I can’t quite recall what prompted Georgina to suggest we try going up in a glider over Santiago – bizarrely it might have had something to do with me telling her about the acute flying phobia I was suffering from at the time – but I can honestly say it was an activity which neither of us had ever before contemplated. Anyhow, one afternoon towards the end our trip, somehow, and before we knew what was going on, she had driven us to a Santiago gliding club and convinced us both to “have a go” in a powerless aircraft.

I should point out at this point, before readers get too alarmed that these were two-seater gliders, and that we were in the hands of experienced pilots. Nevertheless, as we were towed thousands of feet up into the sky by a single-engine biplane I’ve rarely felt a greater thrill.

Like most people who had only ever viewed them from terra firma I had always had two firm conceptions about gliders and gliding, both of which were dispelled the moment we were released from the towrope. Gliding is neither silent nor smooth; quite the opposite in fact! The air whistles and howls around the cockpit canopy, and the wind buffets and jolts the wings and fuselage with each and every movement of the aircraft for the entirety of the flight . So much so, that my pilot was forced to yelling at me when he wanted to point out all the gob-smacking sights and vistas beneath and around us.

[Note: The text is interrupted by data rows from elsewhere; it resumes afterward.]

//! Per-run collection of indicator results, keyed by ticker.

use super::result::IndicatorResult;
use indexmap::IndexMap;

/// Analysis results keyed by ticker.
///
/// Keys are unique. Iteration follows insertion order, which the runner sets
/// to the configured ticker order regardless of which worker finished first.
#[derive(Debug, Clone, Default)]
pub struct AnalysisSet {
    results: IndexMap<String, IndicatorResult>,
}

impl AnalysisSet {
    pub fn new() -> Self {
        Self::default()
    }

    /// Insert a result under its ticker, returning any result it replaced.
    pub fn insert(&mut self, result: IndicatorResult) -> Option<IndicatorResult> {
        self.results.insert(result.ticker().to_string(), result)
    }

    pub fn get(&self, ticker: &str) -> Option<&IndicatorResult> {
        self.results.get(ticker)
    }

    pub fn contains(&self, ticker: &str) -> bool {
        self.results.contains_key(ticker)
    }

    pub fn len(&self) -> usize {
        self.results.len()
    }

    pub fn is_empty(&self) -> bool {
        self.results.is_empty()
    }

    pub fn tickers(&self) -> impl Iterator<Item = &str> {
        self.results.keys().map(String::as_str)
    }

    pub fn iter(&self) -> impl Iterator<Item = (&str, &IndicatorResult)> {
        self.results.iter().map(|(k, v)| (k.as_str(), v))
    }
}

impl FromIterator<IndicatorResult> for AnalysisSet {
    fn from_iter<I: IntoIterator<Item = IndicatorResult>>(iter: I) -> Self {
        let mut set = Self::new();
        for result in iter {
            set.insert(result);
        }
        set
    }
}

#[cfg(test)]
mod tests {
    use super::*;
    use crate::analysis::analyze;
    use crate::domain::PriceSeries;
    use crate::indicators::make_bars;
    use std::sync::Arc;

    fn result_for(ticker: &str, base: f64) -> IndicatorResult {
        let closes: Vec<f64> = (0..5).map(|i| base + i as f64).collect();
        let series = PriceSeries::new(ticker, make_bars(&closes)).unwrap();
        analyze(Arc::new(series)).unwrap()
    }

    #[test]
    fn keeps_insertion_order() {
        let set: AnalysisSet = ["MSFT", "AAPL", "GOOG"]
            .iter()
            .map(|t| result_for(t, 10.0))
            .collect();
        let tickers: Vec<&str> = set.tickers().collect();
        assert_eq!(tickers, vec!["MSFT", "AAPL", "GOOG"]);
    }

    #[test]
    fn keys_are_unique() {
        let mut set = AnalysisSet::new();
        assert!(set.insert(result_for("AAPL", 10.0)).is_none());
        let replaced = set.insert(result_for("AAPL", 20.0));
        assert!(replaced.is_some());
        assert_eq!(set.len(), 1);
        assert_eq!(set.get("AAPL").unwrap().latest_price, 24.0);
    }

    #[test]
    fn lookup_by_ticker() {
        let set: AnalysisSet = vec![result_for("AAPL", 10.0)].into_iter().collect();
        assert!(set.contains("AAPL"));
        assert!(!set.contains("MSFT"));
        assert!(set.get("MSFT").is_none());
        assert!(!set.is_empty());
    }
}
//! Domain types for FinSleuth

pub mod bar;
pub mod news;
pub mod series;

pub use bar::PriceBar;
pub use news::NewsItem;
pub use series::{PriceSeries, SeriesError};
//! Ingest: raw provider bars to a validated `PriceSeries`.
//!
//! Drops void bars and bars that break the OHLC invariant, then sorts by date
//! and dedupes (first surviving occurrence wins). Counts of everything dropped are
//! returned so the gatherer can log them.

use super::provider::{DataError, RawBar};
use crate::domain::{PriceBar, PriceSeries};

/// A cleaned series plus what was thrown away to get it.
#[derive(Debug, Clone)]
pub struct IngestResult {
    pub series: PriceSeries,
    pub void_dropped: usize,
    pub duplicates_dropped: usize,
    pub insane_dropped: usize,
}

impl IngestResult {
    pub fn dropped(&self) -> usize {
        self.void_dropped + self.duplicates_dropped + self.insane_dropped
    }
}

pub fn ingest(symbol: &str, raw: Vec<RawBar>) -> Result<IngestResult, DataError> {
    let total = raw.len();
    let mut bars: Vec<PriceBar> = raw
        .into_iter()
        .map(|r| PriceBar {
            date: r.date,
            open: r.open,
            high: r.high,
            low: r.low,
            close: r.close,
            volume: r.volume,
        })
        .filter(|b| !b.is_void())
        .collect();
    let void_dropped = total - bars.len();

    let before_sanity = bars.len();
    bars.retain(PriceBar::is_sane);
    let insane_dropped = before_sanity - bars.len();

    // Stable sort keeps the provider's order among same-date bars.
    bars.sort_by_key(|b| b.date);
    let before_dedup = bars.len();
    bars.dedup_by_key(|b| b.date);
    let duplicates_dropped = before_dedup - bars.len();

    if bars.is_empty() {
        return Err(DataError::NoData {
            symbol: symbol.to_string(),
        });
    }

    Ok(IngestResult {
        series: PriceSeries::new(symbol, bars)?,
        void_dropped,
        duplicates_dropped,
        insane_dropped,
    })
}
//! Indicator trait.
//!
//! Indicators are pure functions: bar history in, numeric series out.
//! Each is computed once per ticker per run; nothing is recomputed bar by bar.

use crate::domain::PriceBar;

/// Trait for indicators.
///
/// Indicators take a full bar series and produce a numeric output series of
/// the same length. The first `lookback()` values are `f64::NAN` (warmup).
///
/// # Look-ahead contamination guard
/// No indicator value at bar t may depend on price data from bar t+1 or later.
/// Every indicator must pass the truncated-vs-full series test.
pub trait Indicator: Send + Sync {
    /// Human-readable name (e.g., "sma_20", "atr_14").
    fn name(&self) -> &str;

    /// Number of bars needed before the indicator produces valid output.
    fn lookback(&self) -> usize;

    /// Compute the indicator for the entire bar series.
    ///
    /// Returns a `Vec<f64>` of the same length as `bars`.
    fn compute(&self, bars: &[PriceBar]) -> Vec<f64>;
}

/// Extract the close column from a bar slice.
pub(crate) fn closes(bars: &[PriceBar]) -> Vec<f64> {
    bars.iter().map(|b| b.close).collect()
}
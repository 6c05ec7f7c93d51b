//! PriceBar: one trading day of market data.

use chrono::NaiveDate;
use serde::{Deserialize, Serialize};

/// Daily OHLCV bar for a single ticker.
#[derive(Debug, Clone, Copy, PartialEq, Serialize, Deserialize)]
pub struct PriceBar {
    pub date: NaiveDate,
    pub open: f64,
    pub high: f64,
    pub low: f64,
    pub close: f64,
    pub volume: u64,
}

impl PriceBar {
    /// Returns true if any OHLC field is NaN or infinite.
    pub fn is_void(&self) -> bool {
        !(self.open.is_finite()
            && self.high.is_finite()
            && self.low.is_finite()
            && self.close.is_finite())
    }

    /// OHLC sanity: high is the bar maximum, low the bar minimum, prices positive.
    pub fn is_sane(&self) -> bool {
        if self.is_void() {
            return false;
        }
        self.high >= self.low
            && self.high >= self.open
            && self.high >= self.close
            && self.low <= self.open
            && self.low <= self.close
            && self.low > 0.0
    }
}
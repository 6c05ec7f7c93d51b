//! Circuit breaker for data provider rate limiting and IP bans.
//!
//! When the provider returns HTTP 403 (IP ban) or repeated 429 (rate limit),
//! the breaker trips and refuses all requests for a cooldown period
//! (default 30 minutes). Remaining tickers then fail fast instead of
//! hanging on retries.

use std::sync::{Mutex, MutexGuard};
use std::time::{Duration, Instant};

/// State of the circuit breaker.
#[derive(Debug, Clone, Copy, PartialEq, Eq)]
pub enum BreakerState {
    /// Normal operation; requests are allowed.
    Closed,
    /// Tripped; all requests are refused until cooldown expires.
    Open { tripped_at: Instant },
}

#[derive(Debug)]
struct Inner {
    state: BreakerState,
    consecutive_failures: u32,
}

#[derive(Debug)]
pub struct CircuitBreaker {
    inner: Mutex<Inner>,
    cooldown: Duration,
    failure_threshold: u32,
}

impl CircuitBreaker {
    pub fn new(cooldown: Duration, failure_threshold: u32) -> Self {
        Self {
            inner: Mutex::new(Inner {
                state: BreakerState::Closed,
                consecutive_failures: 0,
            }),
            cooldown,
            failure_threshold: failure_threshold.max(1),
        }
    }

    /// 30-minute cooldown, trips after 3 consecutive failures.
    pub fn default_provider() -> Self {
        Self::new(Duration::from_secs(30 * 60), 3)
    }

    // `Inner` holds plain values only; a poisoned lock is still consistent.
    fn lock(&self) -> MutexGuard<'_, Inner> {
        self.inner.lock().unwrap_or_else(|poisoned| poisoned.into_inner())
    }

    /// Check if requests are currently allowed. Resets the breaker once the cooldown has passed.
    pub fn is_allowed(&self) -> bool {
        let mut inner = self.lock();
        match inner.state {
            BreakerState::Closed => true,
            BreakerState::Open { tripped_at } if tripped_at.elapsed() >= self.cooldown => {
                inner.state = BreakerState::Closed;
                inner.consecutive_failures = 0;
                true
            }
            BreakerState::Open { .. } => false,
        }
    }

    pub fn state(&self) -> BreakerState {
        self.lock().state
    }

    /// Record a successful request and reset the failure counter.
    pub fn record_success(&self) {
        self.lock().consecutive_failures = 0;
    }

    /// Record a failure; trips the breaker once the threshold is reached.
    pub fn record_failure(&self) {
        let mut inner = self.lock();
        inner.consecutive_failures += 1;
        if inner.consecutive_failures >= self.failure_threshold {
            inner.state = BreakerState::Open {
                tripped_at: Instant::now(),
            };
        }
    }

    /// Immediately trip the breaker (for 403 Forbidden / IP ban).
    pub fn trip(&self) {
        self.lock().state = BreakerState::Open {
            tripped_at: Instant::now(),
        };
    }

    /// Remaining cooldown time (zero if not tripped).
    pub fn remaining_cooldown(&self) -> Duration {
        match self.lock().state {
            BreakerState::Closed => Duration::ZERO,
            BreakerState::Open { tripped_at } => self.cooldown.saturating_sub(tripped_at.elapsed()),
        }
    }
}

#[cfg(test)]
mod tests {
    use super::*;

    #[test]
    fn starts_closed() {
        let cb = CircuitBreaker::new(Duration::from_secs(60), 3);
        assert!(cb.is_allowed());
        assert_eq!(cb.state(), BreakerState::Closed);
        assert_eq!(cb.remaining_cooldown(), Duration::ZERO);
    }

    #[test]
    fn trips_after_threshold_failures() {
        let cb = CircuitBreaker::new(Duration::from_secs(60), 3);
        cb.record_failure();
        cb.record_failure();
        assert!(cb.is_allowed());
        cb.record_failure();
        assert!(!cb.is_allowed());
        assert!(cb.remaining_cooldown() > Duration::ZERO);
    }

    #[test]
    fn immediate_trip() {
        let cb = CircuitBreaker::new(Duration::from_secs(60), 3);
        cb.trip();
        assert!(!cb.is_allowed());
    }

    #[test]
    fn success_resets_counter() {
        let cb = CircuitBreaker::new(Duration::from_secs(60), 3);
        cb.record_failure();
        cb.record_failure();
        cb.record_success();
        cb.record_failure();
        assert!(cb.is_allowed());
    }

    #[test]
    fn expires_after_cooldown() {
        let cb = CircuitBreaker::new(Duration::from_millis(10), 3);
        cb.trip();
        assert!(!cb.is_allowed());
        std::thread::sleep(Duration::from_millis(15));
        assert!(cb.is_allowed());
        assert_eq!(cb.state(), BreakerState::Closed);
    }

    #[test]
    fn zero_threshold_is_clamped() {
        let cb = CircuitBreaker::new(Duration::from_secs(60), 0);
        assert!(cb.is_allowed());
        cb.record_failure();
        assert!(!cb.is_allowed());
    }
}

Most of the flight was over Santiago’s sprawling eastern suburbs, but we also skimmed past the western edge of the neighboring Andean wall of snow-capped mountains, the tallest of which in the very far Argentinian distance was the mighty Aconcagua. Towards the end of the mini-voyage we flew over a large compound that comprised the dwelling of the retired dictator, Augosto Pinochet, and shortly after that the pilot gave me control of the glider. The picture below describes what happened next – or at least how it seemed to me at the time, when in my over-excited state I put the glider into a virtual role. Thankfully, my pilot was unfazed by my surprise maneuver  and instantly regained control to land us safely back at the gliding club.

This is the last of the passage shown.